Willibald.Krenn at gmx.at
Sun Mar 13 20:39:21 EST 2005
Grant Hess schrieb:
> Other than the fact that I don't know what the Delphi.net extensions to
> the language spec are, I'd love to begin on this.
I'll dig into this - basically I think foreach is in, attributes of course and
new visibility identifiers. Then there are co-classes, namespaces (multiple ones
per unit, not just dotted unit names AFAIK) and lack of pointers IIRC (and
Finally some changes to language semantics, as the unit finalizer might not run
in case e.g. C# code is using the Delphi.NET code; Destructors are implemented
via IDisposable; IIRC also the interface inheritance is sane now (I could be wrong)

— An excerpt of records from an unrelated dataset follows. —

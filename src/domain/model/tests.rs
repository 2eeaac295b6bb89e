// Unit tests for domain models

use super::*;
use crate::domain::errors::*;

#[test]
fn test_time_spec_parse_seconds() {
    let time = TimeSpec::parse("123.456").unwrap();
    assert_eq!(time.seconds, 123.456);
}

#[test]
fn test_time_spec_parse_mm_ss() {
    let time = TimeSpec::parse("01:30.5").unwrap();
    assert_eq!(time.seconds, 90.5);
}

#[test]
fn test_time_spec_parse_hh_mm_ss() {
    let time = TimeSpec::parse("01:02:03.5").unwrap();
    assert_eq!(time.seconds, 3723.5);
}

#[test]
fn test_time_spec_parse_invalid() {
    assert!(TimeSpec::parse("invalid").is_err());
    assert!(TimeSpec::parse("00:60").is_err());
    assert!(TimeSpec::parse("01:60:00").is_err());
    assert!(TimeSpec::parse("-10").is_err());
}

#[test]
fn test_time_spec_display() {
    assert_eq!(TimeSpec::from_seconds(3723.456).to_string(), "01:02:03.456");
    assert_eq!(TimeSpec::from_seconds(123.456).to_string(), "02:03.456");
}

#[test]
fn test_segment_requires_end_after_start() {
    assert!(Segment::new(0.0, 10.0, "a.mp4").is_ok());
    assert!(matches!(
        Segment::new(10.0, 10.0, "a.mp4"),
        Err(EditError::InvalidSegment(_))
    ));
    assert!(Segment::new(10.0, 5.0, "a.mp4").is_err());
    assert!(Segment::new(-1.0, 5.0, "a.mp4").is_err());
}

#[test]
fn test_timeline_from_source() {
    let timeline = Timeline::from_source("a.mp4", 100.0).unwrap();
    assert_eq!(timeline.len(), 1);
    assert_eq!(timeline.total_duration(), 100.0);
    assert_eq!(timeline.primary_source(), Some(&SourceId::from("a.mp4")));
}

#[test]
fn test_timeline_sources_in_order() {
    let timeline = Timeline::from_segments(
        vec![
            Segment::new(0.0, 5.0, "b.mp4").unwrap(),
            Segment::new(0.0, 5.0, "a.mp4").unwrap(),
            Segment::new(10.0, 15.0, "b.mp4").unwrap(),
        ],
        Some(SourceId::from("a.mp4")),
    )
    .unwrap();
    assert_eq!(
        timeline.sources(),
        vec![SourceId::from("b.mp4"), SourceId::from("a.mp4")]
    );
}

#[test]
fn test_clipboard_duration() {
    let clipboard = Clipboard::new(
        Some(SourceId::from("a.mp4")),
        vec![
            Segment::new(5.0, 15.0, "a.mp4").unwrap(),
            Segment::new(20.0, 22.5, "a.mp4").unwrap(),
        ],
    );
    assert_eq!(clipboard.duration, 12.5);
}

#[test]
fn test_transition_kind_parse() {
    assert_eq!(TransitionKind::parse("fade-black").unwrap(), TransitionKind::FadeBlack);
    assert_eq!(TransitionKind::parse("BLUR").unwrap(), TransitionKind::Blur);
    assert!(TransitionKind::parse("spin").is_err());
}

#[test]
fn test_transition_effect_validation() {
    assert!(TransitionEffect::new(10.0, TransitionKind::Flash, 1.0, false).is_ok());
    assert!(TransitionEffect::new(10.0, TransitionKind::Flash, 0.0, false).is_err());
    assert!(TransitionEffect::new(-1.0, TransitionKind::Flash, 1.0, false).is_err());

    let effect = TransitionEffect::new(10.0, TransitionKind::Blur, 2.0, false).unwrap();
    assert_eq!(effect.effect_start(), 9.0);
    assert_eq!(effect.effect_end(), 11.0);
}

#[test]
fn test_transition_effect_serde_kebab_case() {
    let effect = TransitionEffect::new(3.0, TransitionKind::FadeWhite, 1.0, true).unwrap();
    let json = serde_json::to_string(&effect).unwrap();
    assert!(json.contains("\"fade-white\""));
    let back: TransitionEffect = serde_json::from_str(&json).unwrap();
    assert_eq!(back, effect);
}

#[test]
fn test_media_probe_helpers() {
    let probe = MediaProbe {
        path: "a.mp4".into(),
        duration: 12.0,
        streams: vec![
            StreamInfo {
                index: 0,
                kind: StreamKind::Video,
                codec: "h264".to_string(),
                width: Some(1920),
                height: Some(1080),
                sample_rate: None,
            },
            StreamInfo {
                index: 1,
                kind: StreamKind::Audio,
                codec: "aac".to_string(),
                width: None,
                height: None,
                sample_rate: Some(48000),
            },
        ],
    };
    assert_eq!(probe.video_codec(), Some("h264"));
    assert!(probe.has_audio());
}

Completely new are unicode identifiers support (expect for published properties)
and Delphi will get generics in the NET 2.0 timeframe. (Some small generics
additions might find their way back to Delphi.Win32 according to Mr. Thorpe.)

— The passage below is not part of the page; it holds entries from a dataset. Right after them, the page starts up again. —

//! Common utilities and helpers

pub mod logging;
pub mod temp;

use std::time::Duration;

/// Format a duration for display, e.g. `01:02.500`
pub fn format_duration(duration: Duration) -> String {
    let total_seconds = duration.as_secs();
    let hours = total_seconds / 3600;
    let minutes = (total_seconds % 3600) / 60;
    let seconds = total_seconds % 60;
    let milliseconds = duration.subsec_millis();

    if hours > 0 {
        format!("{:02}:{:02}:{:02}.{:03}", hours, minutes, seconds, milliseconds)
    } else {
        format!("{:02}:{:02}.{:03}", minutes, seconds, milliseconds)
    }
}

/// Format a byte count for display
pub fn format_file_size(size: u64) -> String {
    const UNITS: &[&str] = &["B", "KB", "MB", "GB", "TB"];
    let mut size = size as f64;
    let mut unit_index = 0;

    while size >= 1024.0 && unit_index < UNITS.len() - 1 {
        size /= 1024.0;
        unit_index += 1;
    }

    if unit_index == 0 {
        format!("{} {}", size as u64, UNITS[unit_index])
    } else {
        format!("{:.2} {}", size, UNITS[unit_index])
    }
}

#[cfg(test)]
mod tests {
    use super::*;

    #[test]
    fn test_format_duration() {
        assert_eq!(format_duration(Duration::from_millis(62_500)), "01:02.500");
        assert_eq!(format_duration(Duration::from_secs(3723)), "01:02:03.000");
    }

    #[test]
    fn test_format_file_size() {
        assert_eq!(format_file_size(512), "512 B");
        assert_eq!(format_file_size(1536), "1.50 KB");
    }
}
//! Command-line argument definitions

use std::path::PathBuf;

use clap::Args;
use clap_num::number_range;

use crate::domain::model::TimeSpec;

/// Seconds, `MM:SS.ms` or `HH:MM:SS.ms`
pub fn parse_time(value: &str) -> Result<f64, String> {
    TimeSpec::parse(value)
        .map(|spec| spec.as_seconds())
        .map_err(|e| e.to_string())
}

fn parse_crf(value: &str) -> Result<u8, String> {
    number_range(value, 0, 51)
}

fn parse_workers(value: &str) -> Result<usize, String> {
    number_range(value, 1, 256)
}

/// Arguments for the new command
#[derive(Args, Debug)]
pub struct NewArgs {
    /// Project file to create (.json, .yaml or .yml)
    pub project: PathBuf,

    /// Primary source media
    #[arg(short, long)]
    pub source: PathBuf,

    /// Source duration; probed when omitted
    #[arg(short, long, value_parser = parse_time)]
    pub duration: Option<f64>,

    /// Replace an existing project file
    #[arg(long)]
    pub force: bool,
}

/// Arguments for the edit command
#[derive(Args, Debug)]
pub struct EditArgs {
    /// Project file
    pub project: PathBuf,

    /// Edit operation, e.g. "delete 10 20" (repeatable)
    #[arg(long = "op", value_name = "OP")]
    pub ops: Vec<String>,

    /// File with one operation per line; `#` starts a comment
    #[arg(long)]
    pub script: Option<PathBuf>,

    /// Apply and print without saving
    #[arg(long)]
    pub dry_run: bool,
}

/// Arguments for the inspect command
#[derive(Args, Debug)]
pub struct InspectArgs {
    /// Project file or media file
    pub target: PathBuf,

    /// Output in JSON format
    #[arg(long)]
    pub json: bool,

    /// Preview how a media range would be cut
    #[arg(long, num_args = 2, value_names = ["START", "END"], value_parser = parse_time)]
    pub plan: Option<Vec<f64>>,
}

/// Arguments for the map command
#[derive(Args, Debug)]
pub struct MapArgs {
    /// Project file
    pub project: PathBuf,

    /// Timeline time to resolve to a source position
    #[arg(long, value_parser = parse_time, conflicts_with = "source_time", required_unless_present = "source_time")]
    pub at: Option<f64>,

    /// Source time to place on the timeline
    #[arg(long, value_parser = parse_time)]
    pub source_time: Option<f64>,

    /// Source of --source-time (default: primary source)
    #[arg(long, requires = "source_time")]
    pub source: Option<String>,

    /// Snap deleted source times to the nearest kept boundary
    #[arg(long, requires = "source_time")]
    pub nearest: bool,
}

/// Arguments for the export command
#[derive(Args, Debug)]
pub struct ExportArgs {
    /// Project file
    pub project: PathBuf,

    /// Output media file
    #[arg(short, long)]
    pub out: PathBuf,

    /// Video codec for re-encoded parts (auto, libx264, h264_nvenc, ...)
    #[arg(long)]
    pub codec: Option<String>,

    /// Constant Rate Factor (0-51)
    #[arg(long, value_parser = parse_crf)]
    pub crf: Option<u8>,

    /// Parallel cut workers
    #[arg(long, value_parser = parse_workers)]
    pub workers: Option<usize>,

    /// Cut segments in parallel
    #[arg(long)]
    pub parallel: bool,

    /// Skip transition rendering
    #[arg(long)]
    pub no_transitions: bool,

    /// Directory for intermediate files
    #[arg(long)]
    pub scratch_dir: Option<PathBuf>,
}

/// Arguments for the clean command
#[derive(Args, Debug)]
pub struct CleanArgs {
    /// Only remove scratch directories older than this
    #[arg(long, default_value_t = 24)]
    pub older_than_hours: u64,
}

#[cfg(test)]
mod tests {
    use super::*;

    #[test]
    fn test_parse_time_formats() {
        assert_eq!(parse_time("90").unwrap(), 90.0);
        assert_eq!(parse_time("01:30.5").unwrap(), 90.5);
        assert_eq!(parse_time("00:01:30").unwrap(), 90.0);
        assert!(parse_time("abc").is_err());
    }

    #[test]
    fn test_crf_range() {
        assert_eq!(parse_crf("23").unwrap(), 23);
        assert!(parse_crf("52").is_err());
    }
}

Oh, and thanks to .NET, Delphi now has operator overloading.
BTW: String[i] := "X"; doesn't work anymore IIRC.
I've spent almost 10
> years working in Delphi (well, I did start with Turbo Pascal 8) ) and
> would love to see it available in an open platform.
I too started with Turbo Vision - but more on a hobbyist approach. (I'm just
finishing my thesis, so no great work experience there.. *g*)
>> We have four possiblities as I see it:
>> 1.> Implement from scratch with some compiler generator
> This seems possible, but some Delphi features are more difficult to
> describe in a parser generator than just building directly in a
> recursive decent.
RD also tends to be faster; Downside is the maintenance AFAIK.
>> 2.> Implement from scratch (based on the recursive descend parser
>> from above)
> I have built (not production quality, unfortunately) several different
> rd parsers for pascal and variants over the years. I agree it is a
> fairly simple process. One thing that looks promising for this route is
> the fact that the object oriented design paradigm has matured greatly
> since the last time I tried this. (Or maybe I've just learned how to use
> it better? 8) )
Well, I haven't got that much experience in writing parsers or compilers, except
for some prototype parser and some exercices.
The RD Parser I mentioned is very simple: Just a bunch of static methods that
eat tokens and that's it.
BTW: The nice thing about automatic parser generators is that you get error
recovery, which is a bit tough to implement in RD. The question is 'do we need
it?' If we want to support some compile-while-type of thing or want to print out
a list of errors, I fear we do.
> think that we would be better off in picking just one single (specific)
> language definition and working with it exclusively. Perhaps we could
> expand compatibility to other flavors of pascal later, once we have an
> actual working implementation.
Absolutely agreed - let's get some subset of Borland Delphi to compile first..
Afterwards we can still see if we want to support i++ ;-)
>> 4.> Take (g)mcs and make it understand Delphi
> I would love to be able to leverage all of the talent that has been used
> to make the mcs and gmcs compilers. Even if we could merge a new parser
> onto the gmcs back-end it would simplify the task greatly.
> Furthermore, the optimization work being done on the gmcs compiler is a
> great attention getter for me.
I have to agree: "Don't re-invent the wheel."
So how do we start? Do we need a mono svn module, or do we work off-site e.g
I guess we agree on C# as programming language, so we do not need another
Delphi.NET compiler for bootstrapping (though we need very good unit tests then)
and probably can reuse existing utilities for the C# and VB(?) compilers.